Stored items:
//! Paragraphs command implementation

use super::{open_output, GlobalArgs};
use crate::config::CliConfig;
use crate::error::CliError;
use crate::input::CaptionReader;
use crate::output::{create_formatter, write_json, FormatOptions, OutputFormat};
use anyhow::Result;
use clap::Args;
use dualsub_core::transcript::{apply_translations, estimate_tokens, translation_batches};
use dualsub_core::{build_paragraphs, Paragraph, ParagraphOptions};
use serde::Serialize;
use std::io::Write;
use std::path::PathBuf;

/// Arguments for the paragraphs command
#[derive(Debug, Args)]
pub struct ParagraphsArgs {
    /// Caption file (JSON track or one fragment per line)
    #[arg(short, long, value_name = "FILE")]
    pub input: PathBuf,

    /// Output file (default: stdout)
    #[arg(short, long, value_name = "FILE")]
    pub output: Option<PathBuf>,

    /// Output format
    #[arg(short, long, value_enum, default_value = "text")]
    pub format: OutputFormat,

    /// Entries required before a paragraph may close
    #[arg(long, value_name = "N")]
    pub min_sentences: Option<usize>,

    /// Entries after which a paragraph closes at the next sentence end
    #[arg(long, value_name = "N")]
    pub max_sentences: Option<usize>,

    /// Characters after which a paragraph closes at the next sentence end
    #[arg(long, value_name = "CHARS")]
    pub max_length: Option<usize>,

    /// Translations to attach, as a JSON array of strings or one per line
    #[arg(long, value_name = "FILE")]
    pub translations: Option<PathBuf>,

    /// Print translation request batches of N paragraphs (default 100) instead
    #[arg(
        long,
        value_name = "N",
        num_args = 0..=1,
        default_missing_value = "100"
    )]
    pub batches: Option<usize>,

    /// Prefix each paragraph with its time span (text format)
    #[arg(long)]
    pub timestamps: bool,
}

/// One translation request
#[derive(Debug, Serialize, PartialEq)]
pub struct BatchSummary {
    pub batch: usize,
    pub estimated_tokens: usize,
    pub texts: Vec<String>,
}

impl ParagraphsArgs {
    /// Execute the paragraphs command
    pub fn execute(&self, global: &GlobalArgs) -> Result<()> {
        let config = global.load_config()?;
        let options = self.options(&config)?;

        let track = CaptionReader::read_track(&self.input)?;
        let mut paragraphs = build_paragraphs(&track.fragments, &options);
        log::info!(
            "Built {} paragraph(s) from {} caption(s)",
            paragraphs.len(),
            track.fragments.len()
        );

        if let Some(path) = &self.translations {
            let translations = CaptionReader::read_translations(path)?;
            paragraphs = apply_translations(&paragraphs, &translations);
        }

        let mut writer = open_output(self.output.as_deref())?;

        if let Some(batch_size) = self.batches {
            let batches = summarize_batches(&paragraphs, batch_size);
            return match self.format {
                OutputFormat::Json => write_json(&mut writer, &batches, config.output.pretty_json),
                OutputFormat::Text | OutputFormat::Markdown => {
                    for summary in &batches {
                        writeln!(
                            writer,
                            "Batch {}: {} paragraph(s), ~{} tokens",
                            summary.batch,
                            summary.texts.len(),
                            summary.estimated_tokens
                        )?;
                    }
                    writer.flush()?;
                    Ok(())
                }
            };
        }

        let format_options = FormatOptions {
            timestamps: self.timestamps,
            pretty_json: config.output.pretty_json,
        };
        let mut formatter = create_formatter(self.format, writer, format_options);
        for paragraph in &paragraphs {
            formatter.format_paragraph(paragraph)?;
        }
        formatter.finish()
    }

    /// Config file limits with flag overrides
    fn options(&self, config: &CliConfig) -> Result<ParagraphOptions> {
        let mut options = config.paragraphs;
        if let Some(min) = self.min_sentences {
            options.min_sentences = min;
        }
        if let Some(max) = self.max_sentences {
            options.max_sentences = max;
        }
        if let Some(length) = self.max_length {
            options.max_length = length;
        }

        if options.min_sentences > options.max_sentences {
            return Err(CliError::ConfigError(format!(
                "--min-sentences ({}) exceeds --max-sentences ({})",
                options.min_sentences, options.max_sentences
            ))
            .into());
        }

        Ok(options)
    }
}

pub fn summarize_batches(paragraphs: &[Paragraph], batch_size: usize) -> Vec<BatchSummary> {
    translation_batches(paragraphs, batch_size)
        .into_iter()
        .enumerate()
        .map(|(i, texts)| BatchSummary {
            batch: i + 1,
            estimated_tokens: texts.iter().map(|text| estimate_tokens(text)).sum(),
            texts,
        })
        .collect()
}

Work order: What lines above contain the word "Result"? Please copy each one.

Exercise response:
use anyhow::Result;
    pub fn execute(&self, global: &GlobalArgs) -> Result<()> {
    fn options(&self, config: &CliConfig) -> Result<ParagraphOptions> {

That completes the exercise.